12  Mapper: the general case

“The real voyage of discovery consists not in seeking new landscapes, but in having new eyes.”
— Marcel Proust, in “In Search of Lost Time”

We have seen two specific instances of the Mapper construction: the classical Mapper (using a filter function and its preimages) and the Ball Mapper (using \(\epsilon\)-balls). In this chapter, we step back and see the general pattern, then explore how to customize it.

12.1 What is a mapper algorithm?

We can boil down the two mapper algorithms we saw earlier as follows:

  1. (Covering step) Given a metric space \((X, d)\), create a covering \(C\) of \(X\);
  2. (Nerve step) Using \(C\) as vertex set, create a graph (called the nerve).

In the classical mapper context, \(C\) is generated using the clustering of preimages of a function \(f: X \to \mathbb{R}\). In the ball mapper scenario, we cover \(X\) using \(\epsilon\)-balls with centers as a subset of \(X\).

The beauty of this decomposition is that each step can be independently modified, leading to a family of Mapper-like algorithms suited to different problems.

12.1.1 Covering step

Let \(X\), \(L\) and \(\epsilon\) be given as in the ball mapper case.

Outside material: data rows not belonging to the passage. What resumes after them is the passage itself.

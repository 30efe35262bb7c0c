//! Board support for the MC1 computer's video hardware.
//!
//! The MC1 has no framebuffer in the usual sense. Instead, a video control
//! processor (VCP) replays a small program out of video RAM once per frame,
//! waiting for scanlines and loading registers that tell the pixel pipeline
//! where to fetch from and how to decode it. This crate provides:
//!
//! - A LIFO allocator for video RAM (`vmem`).
//! - An encoder for VCP programs, and the scanout pattern that nearly every
//!   program follows (`vcp`).
//! - Synchronization with the vertical blanking interval (`vblank`).
//! - Framebuffers tying the above together with the pixel engine from the
//!   `gfx` crate (`framebuffer`).
//!
//! Hardware access goes through the `mmio::Mmio` trait, so everything other
//! than the actual register block can be exercised on the host.

#![cfg_attr(not(any(test, feature = "std")), no_std)]

pub mod framebuffer;
pub mod measurement;
pub mod mmio;
pub mod vblank;
pub mod vcp;
pub mod vmem;

pub use gfx::{Bitmap, BitmapError, ColorMode};

/// Start of boot ROM in the CPU address space.
pub const ROM_START: u32 = 0x0000_0000;

/// Start of video RAM in the CPU address space. The VCP addresses the same
/// memory in words, counting from here.
pub const VRAM_START: u32 = 0x4000_0000;

/// Start of extended RAM in the CPU address space.
pub const XRAM_START: u32 = 0x8000_0000;
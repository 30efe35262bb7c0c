//! Framebuffers: a bitmap in video RAM plus the VCP program that shows it.
//!
//! A framebuffer takes two allocations from the LIFO allocator, pixels first
//! and then the program. Like any other allocation, anything allocated after
//! it must be freed before it can be destroyed.

use crate::mmio::ScreenConfig;
use crate::vcp::scanout::Scanout;
use crate::vcp::{self, Layer, Slot, Writer};
use crate::vmem::{AllocError, Region, VideoMemory};
use gfx::{Bitmap, BitmapError, ColorMode};
use log::{debug, warn};

/// A bitmap in video RAM, scaled to fill the width of the screen.
///
/// The handle is not `Copy`: `destroy` consumes it, so a framebuffer can't be
/// drawn into after its memory is released.
#[derive(Debug, Eq, PartialEq)]
pub struct Framebuffer {
    mode: ColorMode,
    width: usize,
    height: usize,
    stride: usize,
    pixels: Region,
    program: Region,
    palette: Option<Slot>,
}

impl Framebuffer {
    /// Allocates a `width` x `height` framebuffer and builds its program.
    ///
    /// The image is stretched horizontally to the screen width and vertically
    /// by the same factor, and centered vertically. Palette modes get a
    /// palette block inside the program, initially all zero (transparent
    /// black); see `palette_mut`.
    ///
    /// If either allocation fails, `vmem` is left as it was.
    ///
    /// # Panics
    ///
    /// If `width`, `height` or `screen.native_width` is zero.
    pub fn create(
        vmem: &mut VideoMemory,
        width: usize,
        height: usize,
        mode: ColorMode,
        screen: &ScreenConfig,
    ) -> Result<Self, AllocError> {
        assert!(width > 0 && height > 0, "empty framebuffer");
        assert!(screen.native_width > 0, "screen has zero width");

        let stride = mode.min_stride(width);
        let pixel_bytes = stride as u64 * height as u64;
        if pixel_bytes > u64::from(u32::MAX) {
            return Err(AllocError::OutOfMemory {
                requested: u32::MAX,
                available: vmem.query_free(),
            });
        }
        let pixels = vmem.alloc(pixel_bytes as u32)?;

        // Give the pixels back if anything below fails.
        let mut vmem = scopeguard::guard(vmem, |vm| {
            if let Err(e) = vm.free(pixels) {
                warn!("framebuffer rollback failed: {}", e);
            }
        });

        // Each row covers native_width / width scanlines, kept as a ratio so
        // rounding doesn't accumulate down the screen.
        let native_width = u64::from(screen.native_width);
        let lines = (height as u64 * native_width / width as u64) as u32;
        let scanout = Scanout {
            mode,
            xincr: (0x1_0000 * width as u64 / native_width) as u32,
            palette_len: mode.palette_len() as u32,
            first_line: screen.native_height.saturating_sub(lines) / 2,
            scale_num: screen.native_width,
            scale_den: width as u32,
            rows: height as u32,
            stride_words: (stride / 4) as u32,
            hstop: screen.native_width,
            ..Scanout::default()
        };
        let program = vmem.alloc(4 * scanout.program_len() as u32)?;
        let slots = {
            let mut w = Writer::new(vmem.words_mut(program));
            scanout.emit(&mut w, pixels.vcp_addr())
        };
        scopeguard::ScopeGuard::into_inner(vmem);

        debug!(
            "framebuffer {}x{} {:?} at {:#010x}, program at {:#010x}",
            width,
            height,
            mode,
            pixels.base(),
            program.base()
        );
        Ok(Framebuffer {
            mode,
            width,
            height,
            stride,
            pixels,
            program,
            palette: slots.palette,
        })
    }

    pub fn width(&self) -> usize {
        self.width
    }

    pub fn height(&self) -> usize {
        self.height
    }

    /// Row stride in bytes.
    pub fn stride(&self) -> usize {
        self.stride
    }

    pub fn mode(&self) -> ColorMode {
        self.mode
    }

    pub fn pixels(&self) -> Region {
        self.pixels
    }

    pub fn program(&self) -> Region {
        self.program
    }

    /// Displays this framebuffer on `layer`, from the next frame on.
    pub fn show(&self, vmem: &mut VideoMemory, layer: Layer) {
        vcp::set_program(vmem, layer, Some(self.program))
    }

    /// A bitmap view of the pixels, for drawing.
    ///
    /// This fails only if `vmem` is not the memory the framebuffer was created
    /// in (or its pixels were freed), which typically panics first.
    pub fn bitmap<'v>(
        &self,
        vmem: &'v mut VideoMemory,
    ) -> Result<Bitmap<'v>, BitmapError> {
        Bitmap::new(
            vmem.words_mut(self.pixels),
            self.width,
            self.height,
            self.stride,
            self.mode,
        )
    }

    /// The palette entries loaded by the program, as `0xAABBGGRR` words. Empty
    /// for the direct color modes.
    ///
    /// Entries may be changed at any time; changes are picked up on the next
    /// frame.
    pub fn palette_mut<'v>(&self, vmem: &'v mut VideoMemory) -> &'v mut [u32] {
        let words = vmem.words_mut(self.program);
        match self.palette {
            Some(Slot(first)) => {
                &mut words[first..first + self.mode.palette_len()]
            }
            None => &mut [],
        }
    }

    /// Frees the framebuffer's memory. It must be the most recent allocation
    /// in `vmem`, and should no longer be shown on any layer.
    ///
    /// If the program can't be freed, nothing is, and the framebuffer is
    /// handed back with the error.
    pub fn destroy(
        self,
        vmem: &mut VideoMemory,
    ) -> Result<(), (Framebuffer, AllocError)> {
        if let Err(e) = vmem.free(self.program) {
            return Err((self, e));
        }
        vmem.free(self.pixels).map_err(|e| (self, e))
    }
}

For any \(l \in L\), define \(x_l\) = X[:, l]. Examples of how to generalize the covering step:

  • Adaptive radius: Fix \(n > 0\) integer. Create a ball \(B\) of radius \(\epsilon\) around \(x_l\). If \(B\) contains less than \(n\) elements, then we redefine \(B\) as the set of \(n\) nearest neighbors of \(x_l\). This adapts to varying local density.

  • Distance-scaled radius: Fix \(\lambda > 0\). Let \(d_l\) be the distance between \(x_l\) and its closest point. Create a ball \(B\) of radius \(\lambda \cdot d_l\). This automatically adapts the ball size to the local spacing of the data.

  • Filter function preimages: Choose a function \(f: X \to \mathbb{R}\) (e.g., a coordinate projection, density, eccentricity), divide \(f(X)\) into overlapping intervals, and take preimages. Then cluster each preimage to form the covering elements.

12.1.2 Nerve step

There are many alternatives to the nerve construction. Let \(a\) and \(b\) be two elements of a covering \(C\). Let \(G = (V, E)\) be a graph with vertex-set \(V = C\). Examples of how to generalize the nerve step:

  • Minimum intersection size: Fix \(k > 0\). Define \((a, b) \in E\) iff \(|a \cap b| \geq k\), that is: we will only allow intersections with at least \(k\) elements. Setting \(k = 1\) will give us the usual nerve graph.

  • Weighted edges: Instead of a binary “connected or not”, assign a weight to each edge proportional to the intersection size: \(w(a, b) = |a \cap b|\). This gives a weighted graph that carries more information.

  • Higher-dimensional nerve: Instead of just a graph (1-skeleton), build a full simplicial complex: add a \(k\)-simplex whenever \(k+1\) covering elements have a non-empty common intersection. This is the classical nerve construction from algebraic topology.

12.2 Interpreting Mapper graphs

The output of any Mapper algorithm is a graph (or simplicial complex). How do we read it?

  • Nodes represent clusters of data points. The node size typically represents the number of points in that cluster.
  • Edges connect clusters that share points. Thicker edges (in a weighted version) mean more shared points.
  • Connected components in the Mapper graph suggest distinct groups in the data.
  • Loops (cycles) suggest the data has a circular or toroidal structure.
  • Flares (branches) suggest the data has a branching structure (like a Y-shape).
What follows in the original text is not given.